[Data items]
==================================================
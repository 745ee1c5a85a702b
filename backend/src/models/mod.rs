pub mod audience;
pub mod macros;
pub mod record;
pub mod time_window;

pub use audience::*;
pub use record::*;
pub use time_window::*;
//! Period-over-period growth against a fixed baseline.

use crate::config::Baseline;

use super::metrics::AggregateMetrics;

/// Growth of the headline totals, in percent.
#[derive(Debug, Clone, Copy, Default, PartialEq)]
pub struct GrowthRates {
    pub views_pct: f64,
    pub revenue_pct: f64,
}

/// Signed percentage change of `current` against `baseline`.
///
/// A zero (or negative, or non-finite) baseline has no meaningful ratio and
/// yields 0.
pub fn growth_pct(current: f64, baseline: f64) -> f64 {
    if baseline > 0.0 && baseline.is_finite() && current.is_finite() {
        (current - baseline) / baseline * 100.0
    } else {
        0.0
    }
}

pub fn compute_growth(metrics: &AggregateMetrics, baseline: Baseline) -> GrowthRates {
    GrowthRates {
        views_pct: growth_pct(metrics.total_views as f64, baseline.views),
        revenue_pct: growth_pct(metrics.total_revenue, baseline.revenue),
    }
}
==================================================
• Task to carry out
Each entry must be set down exactly as it appears.

• Reply
repository 745ee1c5a85a702b
filename backend/src/models/mod.rs
pub mod audience;
pub mod macros;
pub mod record;
pub mod time_window;

pub use audience::*;
pub use record::*;
pub use time_window::*;
//! Period-over-period growth against a fixed baseline.

use crate::config::Baseline;

use super::metrics::AggregateMetrics;

/// Growth of the headline totals, in percent.
#[derive(Debug, Clone, Copy, Default, PartialEq)]
pub struct GrowthRates {
    pub views_pct: f64,
    pub revenue_pct: f64,
}

/// Signed percentage change of `current` against `baseline`.
///
/// A zero (or negative, or non-finite) baseline has no meaningful ratio and
/// yields 0.
pub fn growth_pct(current: f64, baseline: f64) -> f64 {
    if baseline > 0.0 && baseline.is_finite() && current.is_finite() {
        (current - baseline) / baseline * 100.0
    } else {
        0.0
    }
}

pub fn compute_growth(metrics: &AggregateMetrics, baseline: Baseline) -> GrowthRates {
    GrowthRates {
        views_pct: growth_pct(metrics.total_views as f64, baseline.views),
        revenue_pct: growth_pct(metrics.total_revenue, baseline.revenue),
    }
}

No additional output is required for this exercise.